** Exercise prompt **
Every line with the string "Serialize" in it belongs in your answer, so copy them all from the data.

** Data shown **
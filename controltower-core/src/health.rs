//! Metric health classification
//!
//! Global invariants enforced:
//! - Zero is the "no data" sentinel and always classifies as warning
//! - Unknown metrics classify as warning, never healthy
//! - Comparisons are strict; a value equal to a cutoff falls to the next tier
//! - Pure and deterministic, no hidden state

use serde::{Deserialize, Serialize};
use std::collections::BTreeMap;

/// Health tier of a metric value
#[derive(Debug, Clone, Copy, PartialEq, Eq, Hash, Serialize, Deserialize)]
#[serde(rename_all = "lowercase")]
pub enum Health {
    Healthy,
    Warning,
    Critical,
}

impl Health {
    pub fn as_str(&self) -> &'static str {
        match self {
            Health::Healthy => "healthy",
            Health::Warning => "warning",
            Health::Critical => "critical",
        }
    }

    /// Sort key, most severe first
    pub fn severity(&self) -> u8 {
        match self {
            Health::Critical => 0,
            Health::Warning => 1,
            Health::Healthy => 2,
        }
    }
}

/// Which way a metric improves
#[derive(Debug, Clone, Copy, PartialEq, Eq, Serialize, Deserialize)]
#[serde(rename_all = "snake_case")]
pub enum Direction {
    HigherIsBetter,
    LowerIsBetter,
}

/// Cutoffs for one metric
///
/// `healthy` and `warning` are exclusive bounds in `direction`:
/// higher-is-better means `value > healthy` is healthy, lower-is-better
/// means `value < healthy` is healthy.
#[derive(Debug, Clone, Copy, PartialEq, Serialize, Deserialize)]
pub struct HealthThreshold {
    pub healthy: f64,
    pub warning: f64,
    pub direction: Direction,
}

impl HealthThreshold {
    pub const fn higher(healthy: f64, warning: f64) -> Self {
        HealthThreshold {
            healthy,
            warning,
            direction: Direction::HigherIsBetter,
        }
    }

    pub const fn lower(healthy: f64, warning: f64) -> Self {
        HealthThreshold {
            healthy,
            warning,
            direction: Direction::LowerIsBetter,
        }
    }

    fn passes(&self, value: f64, cutoff: f64) -> bool {
        match self.direction {
            Direction::HigherIsBetter => value > cutoff,
            Direction::LowerIsBetter => value < cutoff,
        }
    }

    /// Tier for a non-zero value
    pub fn tier(&self, value: f64) -> Health {
        if self.passes(value, self.healthy) {
            Health::Healthy
        } else if self.passes(value, self.warning) {
            Health::Warning
        } else {
            Health::Critical
        }
    }

    /// True when the healthy cutoff is stricter than the warning cutoff
    pub fn is_ordered(&self) -> bool {
        match self.direction {
            Direction::HigherIsBetter => self.healthy > self.warning,
            Direction::LowerIsBetter => self.healthy < self.warning,
        }
    }
}

/// Built-in business cutoffs, one per classified metric
pub const BUILTIN_THRESHOLDS: &[(&str, HealthThreshold)] = &[
    ("burnRate", HealthThreshold::lower(5000.0, 15000.0)),
    ("runway", HealthThreshold::higher(6.0, 3.0)),
    ("fixedCostRatio", HealthThreshold::lower(50.0, 70.0)),
    ("revenueConcentration", HealthThreshold::lower(40.0, 70.0)),
    ("mrr", HealthThreshold::higher(10000.0, 5000.0)),
    ("netRevenue", HealthThreshold::higher(10000.0, 5000.0)),
    ("revenueGrowthRate", HealthThreshold::higher(10.0, 5.0)),
    ("arpu", HealthThreshold::higher(20.0, 10.0)),
    ("grossMargin", HealthThreshold::higher(60.0, 40.0)),
    ("appRoi", HealthThreshold::higher(50.0, 0.0)),
    ("contributionMargin", HealthThreshold::higher(15.0, 5.0)),
    ("cac", HealthThreshold::lower(20.0, 50.0)),
    ("costPerLead", HealthThreshold::lower(10.0, 25.0)),
    ("trialToPaidConversion", HealthThreshold::higher(15.0, 5.0)),
    ("activationRate", HealthThreshold::higher(40.0, 20.0)),
    ("churnRate", HealthThreshold::lower(5.0, 8.0)),
    ("revenueChurn", HealthThreshold::lower(5.0, 8.0)),
    ("retentionRate", HealthThreshold::higher(95.0, 90.0)),
    ("averageLifetime", HealthThreshold::higher(18.0, 12.0)),
    ("totalUsers", HealthThreshold::higher(5000.0, 1000.0)),
    ("dauMauRatio", HealthThreshold::higher(30.0, 20.0)),
    ("ltv", HealthThreshold::higher(500.0, 200.0)),
    ("ltvCacRatio", HealthThreshold::higher(3.0, 1.5)),
    ("paybackPeriod", HealthThreshold::lower(3.0, 6.0)),
    ("timeToActivation", HealthThreshold::lower(2.0, 5.0)),
    ("featureAdoptionRate", HealthThreshold::higher(50.0, 30.0)),
    ("sessionFrequency", HealthThreshold::higher(4.0, 2.0)),
    ("growthEfficiency", HealthThreshold::higher(1.0, 0.5)),
    ("startupHealthScore", HealthThreshold::higher(70.0, 50.0)),
    ("platformRiskIndex", HealthThreshold::lower(40.0, 70.0)),
    ("operationalLeverage", HealthThreshold::higher(2.0, 1.0)),
    ("portfolioPerformanceIndex", HealthThreshold::higher(70.0, 50.0)),
    ("margenOperativo", HealthThreshold::higher(30.0, 15.0)),
    ("cashBalance", HealthThreshold::higher(50000.0, 20000.0)),
];

/// Built-in threshold for a metric key
pub fn threshold_for(key: &str) -> Option<&'static HealthThreshold> {
    BUILTIN_THRESHOLDS
        .iter()
        .find(|(k, _)| *k == key)
        .map(|(_, t)| t)
}

/// Classify a value against an optional threshold
pub fn classify_with_threshold(value: f64, threshold: Option<&HealthThreshold>) -> Health {
    if value == 0.0 {
        return Health::Warning;
    }
    match threshold {
        Some(t) => t.tier(value),
        None => Health::Warning,
    }
}

/// Classify a metric value with the built-in thresholds
pub fn classify(key: &str, value: f64) -> Health {
    let threshold = threshold_for(key);
    if threshold.is_none() && value != 0.0 {
        tracing::debug!(metric = key, "no threshold rule, defaulting to warning");
    }
    classify_with_threshold(value, threshold)
}

/// Resolved threshold table: built-in rules plus any overrides
#[derive(Debug, Clone, PartialEq)]
pub struct ThresholdRules {
    rules: BTreeMap<String, HealthThreshold>,
}

impl Default for ThresholdRules {
    fn default() -> Self {
        ThresholdRules::builtin()
    }
}

impl ThresholdRules {
    pub fn builtin() -> Self {
        ThresholdRules {
            rules: BUILTIN_THRESHOLDS
                .iter()
                .map(|(k, t)| (k.to_string(), *t))
                .collect(),
        }
    }

    pub fn get(&self, key: &str) -> Option<&HealthThreshold> {
        self.rules.get(key)
    }

    /// Replace or add the rule for `key`
    pub fn set(&mut self, key: impl Into<String>, threshold: HealthThreshold) {
        self.rules.insert(key.into(), threshold);
    }

    pub fn len(&self) -> usize {
        self.rules.len()
    }

    pub fn is_empty(&self) -> bool {
        self.rules.is_empty()
    }

    /// Rules in key order
    pub fn iter(&self) -> impl Iterator<Item = (&str, &HealthThreshold)> {
        self.rules.iter().map(|(k, t)| (k.as_str(), t))
    }

    pub fn classify(&self, key: &str, value: f64) -> Health {
        classify_with_threshold(value, self.get(key))
    }
}

/// Classify against a resolved rule set
pub fn classify_with(rules: &ThresholdRules, key: &str, value: f64) -> Health {
    rules.classify(key, value)
}

#[cfg(test)]
mod tests {
    use super::*;
    use crate::catalog;

    #[test]
    fn test_zero_is_warning_for_every_key() {
        for (key, _) in BUILTIN_THRESHOLDS {
            assert_eq!(classify(key, 0.0), Health::Warning, "{}", key);
        }
        for key in catalog::keys() {
            assert_eq!(classify(key, 0.0), Health::Warning, "{}", key);
        }
        assert_eq!(classify("unknownKey", 0.0), Health::Warning);
        assert_eq!(classify("burnRate", -0.0), Health::Warning);
    }

    #[test]
    fn test_burn_rate_lower_is_better() {
        assert_eq!(classify("burnRate", 4999.0), Health::Healthy);
        assert_eq!(classify("burnRate", 5000.0), Health::Warning);
        assert_eq!(classify("burnRate", 14999.0), Health::Warning);
        assert_eq!(classify("burnRate", 15000.0), Health::Critical);
        assert_eq!(classify("burnRate", 20000.0), Health::Critical);
    }

    #[test]
    fn test_mrr_higher_is_better() {
        assert_eq!(classify("mrr", 10001.0), Health::Healthy);
        assert_eq!(classify("mrr", 10000.0), Health::Warning);
        assert_eq!(classify("mrr", 5001.0), Health::Warning);
        assert_eq!(classify("mrr", 5000.0), Health::Critical);
        assert_eq!(classify("mrr", 100.0), Health::Critical);
    }

    #[test]
    fn test_unknown_key_is_warning() {
        assert_eq!(classify("unknownKey", 42.0), Health::Warning);
        // catalogued but without a rule
        assert_eq!(classify("averageTicket", 1_000_000.0), Health::Warning);
        assert_eq!(classify("breakEven", 3.0), Health::Warning);
    }

    #[test]
    fn test_boundaries_are_strict() {
        assert_eq!(classify("runway", 6.0), Health::Warning);
        assert_eq!(classify("runway", 6.1), Health::Healthy);
        assert_eq!(classify("runway", 3.0), Health::Critical);
        assert_eq!(classify("ltvCacRatio", 1.5), Health::Critical);
        assert_eq!(classify("ltvCacRatio", 1.6), Health::Warning);
        assert_eq!(classify("churnRate", 5.0), Health::Warning);
        assert_eq!(classify("churnRate", 8.0), Health::Critical);
    }

    #[test]
    fn test_app_roi_negative_is_critical() {
        assert_eq!(classify("appRoi", -1.0), Health::Critical);
        assert_eq!(classify("appRoi", 0.5), Health::Warning);
        assert_eq!(classify("appRoi", 51.0), Health::Healthy);
    }

    #[test]
    fn test_threshold_only_metric() {
        assert_eq!(classify("margenOperativo", 31.0), Health::Healthy);
        assert_eq!(classify("margenOperativo", 20.0), Health::Warning);
        assert_eq!(classify("margenOperativo", 10.0), Health::Critical);
    }

    #[test]
    fn test_nan_is_critical_for_known_keys() {
        assert_eq!(classify("mrr", f64::NAN), Health::Critical);
        assert_eq!(classify("burnRate", f64::NAN), Health::Critical);
        assert_eq!(classify("unknownKey", f64::NAN), Health::Warning);
    }

    #[test]
    fn test_builtin_rules_are_ordered() {
        assert_eq!(BUILTIN_THRESHOLDS.len(), 34);
        for (key, t) in BUILTIN_THRESHOLDS {
            assert!(t.is_ordered(), "{} has unordered cutoffs", key);
        }
    }

    #[test]
    fn test_directions_agree_with_catalog() {
        for (key, t) in BUILTIN_THRESHOLDS {
            if let Some(def) = catalog::lookup(key) {
                let higher = t.direction == Direction::HigherIsBetter;
                assert_eq!(higher, def.higher_is_better, "{}", key);
            }
        }
    }

    #[test]
    fn test_rules_override() {
        let mut rules = ThresholdRules::builtin();
        assert_eq!(rules.classify("mrr", 8000.0), Health::Warning);
        rules.set("mrr", HealthThreshold::higher(7500.0, 2000.0));
        assert_eq!(rules.classify("mrr", 8000.0), Health::Healthy);
        assert_eq!(classify_with(&rules, "mrr", 1000.0), Health::Critical);
        // built-in table is untouched
        assert_eq!(classify("mrr", 8000.0), Health::Warning);
    }

    #[test]
    fn test_classify_is_idempotent() {
        for v in [1.0, 4999.0, 12000.0, 90000.0] {
            assert_eq!(classify("burnRate", v), classify("burnRate", v));
        }
    }
}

** Result of the exercise **
use serde::{Deserialize, Serialize};
#[derive(Debug, Clone, Copy, PartialEq, Eq, Hash, Serialize, Deserialize)]
#[derive(Debug, Clone, Copy, PartialEq, Eq, Serialize, Deserialize)]
#[derive(Debug, Clone, Copy, PartialEq, Serialize, Deserialize)]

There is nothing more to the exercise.